Lynette Holloway

September 15, 2008

Lynette Holloway began her tenure on the metro desk at the New York Times, covering a range of issues in each of the city’s five boroughs, including politics, crime, immigration and education. She also worked in both the Brooklyn and Queens bureaus, where she captured the challenges of life outside of Manhattan, including the disappearance of Mom-and Pop stores in favor of big-box stores. One of her most notable assignments while at The New York Times was her role as a member of the Portraits of Grief team. The series was a collection of articles written to commemorate 9/11 through biographies of each of the victims of the 2001 terrorist attacks. Ms. Holloway was detached from her primary beat as an education reporter for six months to work on the series. The Vignettes, along with scores of others, were published in Portraits 9/11/01: The Collected “Portraits of Grief” From The New York Times. The Portraits of Grief series was not the first published anthology Lynette Holloway appeared in: her writing is also featured in the collection 36 Days: The Complete Chronicle of the 2000 Presidential Election Crisis. After completing the emotionally taxing Portraits, Lynette Holloway moved to the newly created media beat to cover the music and radio industries, where she interviewed some of the biggest names in the business, from producers to musicians to moguls. She remained on the beat for two years before returning to Chicago in 2003 to care for her mother, who died of cancer. The move occurred against the backdrop of a high-profile correction, which she and the New York Times acknowledge had nothing to do with her decision to leave the paper. In 2004, she began working as an associate editor for Ebony Magazine, where she remained for four years.
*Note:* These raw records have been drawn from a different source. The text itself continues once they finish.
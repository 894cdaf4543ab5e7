//! # Reverse Index Store
//!
//! Durable mapping from media id to the accounts tracking it, one table per
//! media kind (`anime_stats`, `manga_stats`).
//!
//! ## Invariants
//!
//! - Trackers are deduplicated by local account id.
//! - A row exists if and only if its tracker list is non-empty. `track`
//!   creates the row; the `untrack` that removes the last tracker deletes it
//!   in the same transaction.
//!
//! Each operation is a single statement (or a single transaction) against
//! one row, so concurrent calls for different accounts never lose trackers.

use crate::error::{LibraryError, Result};
use crate::models::{LocalAccountId, MediaStatEntry, Tracker};
use async_trait::async_trait;
use bridge_traits::{ExternalAccountId, MediaId, MediaKind};
use sqlx::{FromRow, SqlitePool};
use tracing::{debug, instrument};

/// Result of [`ReverseIndexStore::track`].
#[derive(Debug, Clone, Copy, PartialEq, Eq)]
pub enum TrackOutcome {
    /// The tracker was appended (creating the entry if needed).
    Added,
    /// A tracker with the same local account id was already present.
    AlreadyTracked,
}

/// Result of [`ReverseIndexStore::untrack`].
#[derive(Debug, Clone, Copy, PartialEq, Eq)]
pub enum UntrackOutcome {
    /// The tracker was removed and others remain.
    Removed,
    /// The tracker was the last one; the entry is gone.
    EntryDeleted,
    /// Nothing matched.
    NotTracked,
}

#[async_trait]
pub trait ReverseIndexStore: Send + Sync {
    /// Idempotently record `tracker` against `media_id`.
    async fn track(&self, kind: MediaKind, media_id: MediaId, tracker: &Tracker) -> Result<TrackOutcome>;

    /// Remove the tracker of `local_id`, deleting the entry if it becomes empty.
    async fn untrack(
        &self,
        kind: MediaKind,
        media_id: MediaId,
        local_id: &LocalAccountId,
    ) -> Result<UntrackOutcome>;

    /// Media ids with at least one tracker for `external_id`, ascending.
    async fn list_tracked_media(&self, kind: MediaKind, external_id: ExternalAccountId) -> Result<Vec<MediaId>>;

    /// Untrack `local_id` from every entry. Returns how many entries changed.
    async fn wipe_account(&self, kind: MediaKind, local_id: &LocalAccountId) -> Result<usize>;

    async fn find_entry(&self, kind: MediaKind, media_id: MediaId) -> Result<Option<MediaStatEntry>>;

    /// Number of media ids with at least one tracker.
    async fn tracked_media_count(&self, kind: MediaKind) -> Result<u64>;
}

/// SQLite implementation of [`ReverseIndexStore`].
///
/// Trackers are stored as a JSON array and edited with SQLite's JSON
/// functions so every change is a single-row atomic write.
pub struct SqliteReverseIndexStore {
    pool: SqlitePool,
}

impl SqliteReverseIndexStore {
    pub fn new(pool: SqlitePool) -> Self {
        Self { pool }
    }

    fn table(kind: MediaKind) -> &'static str {
        match kind {
            MediaKind::Anime => "anime_stats",
            MediaKind::Manga => "manga_stats",
        }
    }

    async fn media_tracked_by(&self, kind: MediaKind, local_id: &LocalAccountId) -> Result<Vec<MediaId>> {
        let sql = format!(
            r#"
            SELECT media_id FROM {table}
            WHERE EXISTS (
                SELECT 1 FROM json_each({table}.trackers)
                WHERE json_extract(json_each.value, '$.localId') = ?
            )
            ORDER BY media_id
            "#,
            table = Self::table(kind)
        );

        let ids = sqlx::query_scalar::<_, i64>(&sql)
            .bind(local_id.as_str())
            .fetch_all(&self.pool)
            .await?;
        Ok(ids)
    }
}

#[derive(Debug, FromRow)]
struct MediaStatRow {
    media_id: i64,
    trackers: String,
}

impl MediaStatRow {
    fn into_entry(self, kind: MediaKind) -> Result<MediaStatEntry> {
        let trackers: Vec<Tracker> = serde_json::from_str(&self.trackers).map_err(|e| {
            LibraryError::InvalidInput {
                field: "trackers".to_string(),
                message: format!("media {}: {}", self.media_id, e),
            }
        })?;
        Ok(MediaStatEntry {
            kind,
            media_id: self.media_id,
            trackers,
        })
    }
}

#[async_trait]
impl ReverseIndexStore for SqliteReverseIndexStore {
    #[instrument(skip(self, tracker), fields(local_id = %tracker.local_id))]
    async fn track(&self, kind: MediaKind, media_id: MediaId, tracker: &Tracker) -> Result<TrackOutcome> {
        let sql = format!(
            r#"
            INSERT INTO {table} (media_id, trackers)
            VALUES (?, json_array(json_object('externalId', ?, 'localId', ?)))
            ON CONFLICT(media_id) DO UPDATE SET
                trackers = json_insert(
                    {table}.trackers, '$[#]',
                    json_object('externalId', ?, 'localId', ?)
                )
            WHERE NOT EXISTS (
                SELECT 1 FROM json_each({table}.trackers)
                WHERE json_extract(json_each.value, '$.localId') = ?
            )
            "#,
            table = Self::table(kind)
        );

        let result = sqlx::query(&sql)
            .bind(media_id)
            .bind(tracker.external_id.as_i64())
            .bind(tracker.local_id.as_str())
            .bind(tracker.external_id.as_i64())
            .bind(tracker.local_id.as_str())
            .bind(tracker.local_id.as_str())
            .execute(&self.pool)
            .await?;

        if result.rows_affected() == 0 {
            Ok(TrackOutcome::AlreadyTracked)
        } else {
            debug!(kind = %kind, media_id, "Tracker added");
            Ok(TrackOutcome::Added)
        }
    }

    #[instrument(skip(self), fields(local_id = %local_id))]
    async fn untrack(
        &self,
        kind: MediaKind,
        media_id: MediaId,
        local_id: &LocalAccountId,
    ) -> Result<UntrackOutcome> {
        let table = Self::table(kind);
        let mut tx = self.pool.begin().await?;

        // The first statement writes, so the transaction holds the write lock
        // from the start and the emptiness check below sees our own update.
        let removed = sqlx::query(&format!(
            r#"
            UPDATE {table} SET trackers = (
                SELECT json_group_array(json(json_each.value))
                FROM json_each({table}.trackers)
                WHERE json_extract(json_each.value, '$.localId') IS NOT ?
            )
            WHERE media_id = ?
              AND EXISTS (
                SELECT 1 FROM json_each({table}.trackers)
                WHERE json_extract(json_each.value, '$.localId') = ?
              )
            "#
        ))
        .bind(local_id.as_str())
        .bind(media_id)
        .bind(local_id.as_str())
        .execute(&mut *tx)
        .await?;

        if removed.rows_affected() == 0 {
            tx.commit().await?;
            return Ok(UntrackOutcome::NotTracked);
        }

        let deleted = sqlx::query(&format!(
            "DELETE FROM {table} WHERE media_id = ? AND json_array_length(trackers) = 0"
        ))
        .bind(media_id)
        .execute(&mut *tx)
        .await?;

        tx.commit().await?;

        if deleted.rows_affected() > 0 {
            debug!(kind = %kind, media_id, "Last tracker removed, entry deleted");
            Ok(UntrackOutcome::EntryDeleted)
        } else {
            Ok(UntrackOutcome::Removed)
        }
    }

    async fn list_tracked_media(&self, kind: MediaKind, external_id: ExternalAccountId) -> Result<Vec<MediaId>> {
        let sql = format!(
            r#"
            SELECT media_id FROM {table}
            WHERE EXISTS (
                SELECT 1 FROM json_each({table}.trackers)
                WHERE json_extract(json_each.value, '$.externalId') = ?
            )
            ORDER BY media_id
            "#,
            table = Self::table(kind)
        );

        let ids = sqlx::query_scalar::<_, i64>(&sql)
            .bind(external_id.as_i64())
            .fetch_all(&self.pool)
            .await?;
        Ok(ids)
    }

    #[instrument(skip(self), fields(local_id = %local_id))]
    async fn wipe_account(&self, kind: MediaKind, local_id: &LocalAccountId) -> Result<usize> {
        let media_ids = self.media_tracked_by(kind, local_id).await?;

        let mut changed = 0;
        for media_id in media_ids {
            if self.untrack(kind, media_id, local_id).await? != UntrackOutcome::NotTracked {
                changed += 1;
            }
        }

        debug!(kind = %kind, changed, "Account wiped from reverse index");
        Ok(changed)
    }

    async fn find_entry(&self, kind: MediaKind, media_id: MediaId) -> Result<Option<MediaStatEntry>> {
        let sql = format!(
            "SELECT media_id, trackers FROM {} WHERE media_id = ?",
            Self::table(kind)
        );

        let row = sqlx::query_as::<_, MediaStatRow>(&sql)
            .bind(media_id)
            .fetch_optional(&self.pool)
            .await?;

        row.map(|r| r.into_entry(kind)).transpose()
    }

    async fn tracked_media_count(&self, kind: MediaKind) -> Result<u64> {
        let sql = format!("SELECT COUNT(*) FROM {}", Self::table(kind));
        let count = sqlx::query_scalar::<_, i64>(&sql)
            .fetch_one(&self.pool)
            .await?;
        Ok(count as u64)
    }
}

#[cfg(test)]
mod tests {
    use super::*;
    use crate::db::create_test_pool;

    fn tracker(external: i64, local: &str) -> Tracker {
        Tracker::new(ExternalAccountId::new(external), LocalAccountId::new(local))
    }

    async fn store() -> SqliteReverseIndexStore {
        SqliteReverseIndexStore::new(create_test_pool().await.unwrap())
    }

    async fn empty_rows(store: &SqliteReverseIndexStore, kind: MediaKind) -> i64 {
        let sql = format!(
            "SELECT COUNT(*) FROM {} WHERE json_array_length(trackers) = 0",
            SqliteReverseIndexStore::table(kind)
        );
        sqlx::query_scalar::<_, i64>(&sql)
            .fetch_one(&store.pool)
            .await
            .unwrap()
    }

    #[tokio::test]
    async fn test_track_is_idempotent() {
        let store = store().await;
        let t = tracker(100, "alice");

        assert_eq!(store.track(MediaKind::Anime, 1, &t).await.unwrap(), TrackOutcome::Added);
        assert_eq!(
            store.track(MediaKind::Anime, 1, &t).await.unwrap(),
            TrackOutcome::AlreadyTracked
        );

        let entry = store.find_entry(MediaKind::Anime, 1).await.unwrap().unwrap();
        assert_eq!(entry.trackers, vec![t]);
    }

    #[tokio::test]
    async fn test_dedup_key_is_local_id() {
        let store = store().await;
        store.track(MediaKind::Anime, 1, &tracker(100, "alice")).await.unwrap();

        // Re-bound to another external account: still one tracker for alice.
        let outcome = store.track(MediaKind::Anime, 1, &tracker(200, "alice")).await.unwrap();
        assert_eq!(outcome, TrackOutcome::AlreadyTracked);

        let entry = store.find_entry(MediaKind::Anime, 1).await.unwrap().unwrap();
        assert_eq!(entry.trackers.len(), 1);
        assert_eq!(entry.trackers[0].external_id, ExternalAccountId::new(100));
    }

    #[tokio::test]
    async fn test_trackers_keep_insertion_order() {
        let store = store().await;
        for (ext, local) in [(3, "c"), (1, "a"), (2, "b")] {
            store.track(MediaKind::Manga, 7, &tracker(ext, local)).await.unwrap();
        }
        store
            .untrack(MediaKind::Manga, 7, &LocalAccountId::new("a"))
            .await
            .unwrap();

        let entry = store.find_entry(MediaKind::Manga, 7).await.unwrap().unwrap();
        let locals: Vec<_> = entry.trackers.iter().map(|t| t.local_id.as_str()).collect();
        assert_eq!(locals, vec!["c", "b"]);
    }

    #[tokio::test]
    async fn test_last_untrack_deletes_entry() {
        let store = store().await;
        let alice = LocalAccountId::new("alice");
        store.track(MediaKind::Anime, 5, &tracker(100, "alice")).await.unwrap();

        assert_eq!(
            store.untrack(MediaKind::Anime, 5, &alice).await.unwrap(),
            UntrackOutcome::EntryDeleted
        );
        assert!(store.find_entry(MediaKind::Anime, 5).await.unwrap().is_none());
        assert_eq!(
            store.untrack(MediaKind::Anime, 5, &alice).await.unwrap(),
            UntrackOutcome::NotTracked
        );
        assert_eq!(empty_rows(&store, MediaKind::Anime).await, 0);
    }

    #[tokio::test]
    async fn test_wipe_removes_only_that_account() {
        let store = store().await;
        let alice = tracker(100, "alice");
        let bob = tracker(200, "bob");

        // A tracked by alice only, B by alice and bob.
        store.track(MediaKind::Anime, 1, &alice).await.unwrap();
        store.track(MediaKind::Anime, 2, &alice).await.unwrap();
        store.track(MediaKind::Anime, 2, &bob).await.unwrap();

        let changed = store.wipe_account(MediaKind::Anime, &alice.local_id).await.unwrap();
        assert_eq!(changed, 2);

        assert!(store.find_entry(MediaKind::Anime, 1).await.unwrap().is_none());
        let b = store.find_entry(MediaKind::Anime, 2).await.unwrap().unwrap();
        assert_eq!(b.trackers, vec![bob]);
        assert_eq!(empty_rows(&store, MediaKind::Anime).await, 0);

        assert_eq!(store.wipe_account(MediaKind::Anime, &alice.local_id).await.unwrap(), 0);
    }

    #[tokio::test]
    async fn test_list_tracked_media_by_external_id() {
        let store = store().await;
        store.track(MediaKind::Anime, 30, &tracker(100, "alice")).await.unwrap();
        store.track(MediaKind::Anime, 10, &tracker(100, "alice")).await.unwrap();
        store.track(MediaKind::Anime, 20, &tracker(200, "bob")).await.unwrap();
        store.track(MediaKind::Manga, 40, &tracker(100, "alice")).await.unwrap();

        let ids = store
            .list_tracked_media(MediaKind::Anime, ExternalAccountId::new(100))
            .await
            .unwrap();
        assert_eq!(ids, vec![10, 30]);

        assert_eq!(store.tracked_media_count(MediaKind::Anime).await.unwrap(), 3);
        assert_eq!(store.tracked_media_count(MediaKind::Manga).await.unwrap(), 1);
    }

    #[tokio::test]
    async fn test_kinds_are_independent() {
        let store = store().await;
        store.track(MediaKind::Anime, 1, &tracker(100, "alice")).await.unwrap();

        assert!(store.find_entry(MediaKind::Manga, 1).await.unwrap().is_none());
        assert_eq!(
            store
                .untrack(MediaKind::Manga, 1, &LocalAccountId::new("alice"))
                .await
                .unwrap(),
            UntrackOutcome::NotTracked
        );
    }
}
Now working as an independent writer and editor, Holloway has contributed to several lifestyle websites, including and She also remains a contributing writer to Black Issues Book Review, a literary magazine and guide to the amazing range of fiction and non-fiction being published by and about people of African-American descent. In addition to her freelance work, Lynette Holloway is currently in the process of writing her own memoirs and simultaneously completing a scorching-hot murder mystery novel.